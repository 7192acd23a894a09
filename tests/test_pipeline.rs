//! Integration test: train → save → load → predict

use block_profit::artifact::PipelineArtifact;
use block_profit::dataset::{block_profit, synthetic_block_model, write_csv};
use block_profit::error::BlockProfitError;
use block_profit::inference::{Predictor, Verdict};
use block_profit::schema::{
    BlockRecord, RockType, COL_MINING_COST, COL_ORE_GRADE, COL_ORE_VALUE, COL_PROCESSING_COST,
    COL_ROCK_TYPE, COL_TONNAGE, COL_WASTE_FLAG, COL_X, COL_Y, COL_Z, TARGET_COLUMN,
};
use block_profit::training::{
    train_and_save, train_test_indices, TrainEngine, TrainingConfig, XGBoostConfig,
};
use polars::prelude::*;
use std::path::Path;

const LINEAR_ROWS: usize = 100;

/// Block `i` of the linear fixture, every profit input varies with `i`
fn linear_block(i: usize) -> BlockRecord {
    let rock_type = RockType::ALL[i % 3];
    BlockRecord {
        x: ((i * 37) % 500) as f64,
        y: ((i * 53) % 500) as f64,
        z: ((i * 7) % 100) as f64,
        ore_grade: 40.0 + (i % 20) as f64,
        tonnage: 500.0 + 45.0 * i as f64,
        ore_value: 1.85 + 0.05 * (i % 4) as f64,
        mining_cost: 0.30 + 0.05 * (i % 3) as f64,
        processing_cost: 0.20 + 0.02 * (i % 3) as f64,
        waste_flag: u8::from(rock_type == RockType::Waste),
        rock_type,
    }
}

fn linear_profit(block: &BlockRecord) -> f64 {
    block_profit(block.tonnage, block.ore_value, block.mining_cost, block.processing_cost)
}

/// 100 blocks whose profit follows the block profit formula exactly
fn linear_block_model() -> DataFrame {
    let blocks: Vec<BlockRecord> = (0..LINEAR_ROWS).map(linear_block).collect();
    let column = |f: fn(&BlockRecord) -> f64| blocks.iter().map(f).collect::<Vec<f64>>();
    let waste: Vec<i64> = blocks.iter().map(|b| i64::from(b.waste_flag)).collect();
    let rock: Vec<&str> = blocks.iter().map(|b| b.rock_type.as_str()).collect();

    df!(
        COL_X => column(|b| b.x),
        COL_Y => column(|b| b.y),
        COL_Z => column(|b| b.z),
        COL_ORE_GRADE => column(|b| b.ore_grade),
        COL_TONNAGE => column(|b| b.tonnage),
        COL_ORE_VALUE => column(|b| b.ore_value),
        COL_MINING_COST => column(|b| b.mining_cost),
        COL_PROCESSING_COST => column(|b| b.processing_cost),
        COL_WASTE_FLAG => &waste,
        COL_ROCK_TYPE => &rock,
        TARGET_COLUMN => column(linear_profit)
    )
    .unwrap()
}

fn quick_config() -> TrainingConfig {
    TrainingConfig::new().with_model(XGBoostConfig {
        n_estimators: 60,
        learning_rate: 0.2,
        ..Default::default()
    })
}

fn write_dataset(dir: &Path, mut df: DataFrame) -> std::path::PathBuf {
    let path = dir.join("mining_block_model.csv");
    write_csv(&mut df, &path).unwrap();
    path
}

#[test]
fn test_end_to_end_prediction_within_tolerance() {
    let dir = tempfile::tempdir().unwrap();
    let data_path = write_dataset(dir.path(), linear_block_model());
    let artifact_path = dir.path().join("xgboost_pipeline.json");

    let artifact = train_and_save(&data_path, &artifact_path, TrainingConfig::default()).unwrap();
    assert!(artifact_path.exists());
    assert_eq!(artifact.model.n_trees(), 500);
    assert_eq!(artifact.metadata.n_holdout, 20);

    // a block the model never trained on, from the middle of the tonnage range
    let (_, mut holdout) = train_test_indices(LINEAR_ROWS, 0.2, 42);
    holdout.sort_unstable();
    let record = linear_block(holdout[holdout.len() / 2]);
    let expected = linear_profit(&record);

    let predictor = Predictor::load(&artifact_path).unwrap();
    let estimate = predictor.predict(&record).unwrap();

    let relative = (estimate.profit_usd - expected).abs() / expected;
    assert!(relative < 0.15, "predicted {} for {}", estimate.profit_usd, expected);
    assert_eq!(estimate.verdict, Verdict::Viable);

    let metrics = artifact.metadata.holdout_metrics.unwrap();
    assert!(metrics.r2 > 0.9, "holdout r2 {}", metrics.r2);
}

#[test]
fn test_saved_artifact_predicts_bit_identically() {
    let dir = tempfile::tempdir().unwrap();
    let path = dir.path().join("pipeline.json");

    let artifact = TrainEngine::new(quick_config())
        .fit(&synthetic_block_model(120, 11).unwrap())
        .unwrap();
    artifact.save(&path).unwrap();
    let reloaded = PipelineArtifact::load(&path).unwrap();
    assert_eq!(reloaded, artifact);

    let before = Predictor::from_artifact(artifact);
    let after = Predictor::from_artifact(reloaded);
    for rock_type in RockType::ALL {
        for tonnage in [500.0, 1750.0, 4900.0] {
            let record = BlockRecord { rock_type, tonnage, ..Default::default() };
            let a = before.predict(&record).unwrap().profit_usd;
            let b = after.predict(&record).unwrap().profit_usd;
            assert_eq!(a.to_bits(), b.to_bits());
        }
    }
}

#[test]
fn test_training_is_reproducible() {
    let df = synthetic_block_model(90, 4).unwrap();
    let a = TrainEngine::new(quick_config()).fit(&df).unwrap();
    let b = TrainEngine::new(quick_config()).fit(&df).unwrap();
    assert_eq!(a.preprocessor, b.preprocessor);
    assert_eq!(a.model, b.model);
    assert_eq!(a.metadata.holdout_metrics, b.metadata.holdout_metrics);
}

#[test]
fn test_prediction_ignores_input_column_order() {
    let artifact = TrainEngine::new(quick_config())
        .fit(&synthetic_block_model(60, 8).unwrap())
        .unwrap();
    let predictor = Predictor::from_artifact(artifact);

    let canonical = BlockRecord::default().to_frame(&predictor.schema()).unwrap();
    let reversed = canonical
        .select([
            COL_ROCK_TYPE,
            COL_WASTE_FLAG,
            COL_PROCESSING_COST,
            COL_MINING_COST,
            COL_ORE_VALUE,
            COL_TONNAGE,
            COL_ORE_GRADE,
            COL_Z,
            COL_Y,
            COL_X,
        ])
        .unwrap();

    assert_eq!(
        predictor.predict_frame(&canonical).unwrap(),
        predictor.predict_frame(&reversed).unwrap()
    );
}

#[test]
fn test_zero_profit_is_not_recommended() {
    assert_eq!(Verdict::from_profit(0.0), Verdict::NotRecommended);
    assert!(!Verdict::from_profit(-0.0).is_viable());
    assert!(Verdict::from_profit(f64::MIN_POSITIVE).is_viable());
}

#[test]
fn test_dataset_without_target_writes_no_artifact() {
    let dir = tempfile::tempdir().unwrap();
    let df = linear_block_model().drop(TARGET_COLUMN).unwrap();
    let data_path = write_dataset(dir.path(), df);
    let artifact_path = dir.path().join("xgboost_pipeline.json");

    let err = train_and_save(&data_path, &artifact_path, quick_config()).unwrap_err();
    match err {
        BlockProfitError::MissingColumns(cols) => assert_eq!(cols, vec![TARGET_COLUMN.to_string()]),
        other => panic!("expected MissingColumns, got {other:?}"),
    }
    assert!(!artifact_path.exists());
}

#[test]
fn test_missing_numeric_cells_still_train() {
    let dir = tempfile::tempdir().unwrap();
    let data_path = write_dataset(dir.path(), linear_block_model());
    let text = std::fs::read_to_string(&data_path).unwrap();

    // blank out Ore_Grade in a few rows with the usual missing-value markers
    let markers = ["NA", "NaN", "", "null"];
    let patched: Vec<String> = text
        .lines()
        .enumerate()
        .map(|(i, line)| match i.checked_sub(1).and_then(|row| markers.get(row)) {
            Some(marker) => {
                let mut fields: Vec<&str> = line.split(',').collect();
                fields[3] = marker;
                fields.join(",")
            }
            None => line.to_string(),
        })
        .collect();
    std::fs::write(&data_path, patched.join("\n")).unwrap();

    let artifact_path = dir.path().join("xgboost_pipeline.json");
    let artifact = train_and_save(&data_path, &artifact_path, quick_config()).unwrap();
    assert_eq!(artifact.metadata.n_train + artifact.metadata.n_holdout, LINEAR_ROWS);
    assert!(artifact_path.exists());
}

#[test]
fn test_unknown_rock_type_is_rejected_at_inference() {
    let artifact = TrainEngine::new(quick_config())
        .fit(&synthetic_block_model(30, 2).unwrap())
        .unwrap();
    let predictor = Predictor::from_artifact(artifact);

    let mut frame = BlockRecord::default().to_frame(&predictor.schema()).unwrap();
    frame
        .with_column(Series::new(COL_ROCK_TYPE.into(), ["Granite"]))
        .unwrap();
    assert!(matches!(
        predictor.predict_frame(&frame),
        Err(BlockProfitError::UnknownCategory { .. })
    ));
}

__________________________________________________

### Exercise goal
Pull out all lines from the entries above in which the word "BlockProfitError" appears.

### Reply
use block_profit::error::BlockProfitError;
        BlockProfitError::MissingColumns(cols) => assert_eq!(cols, vec![TARGET_COLUMN.to_string()]),
        Err(BlockProfitError::UnknownCategory { .. })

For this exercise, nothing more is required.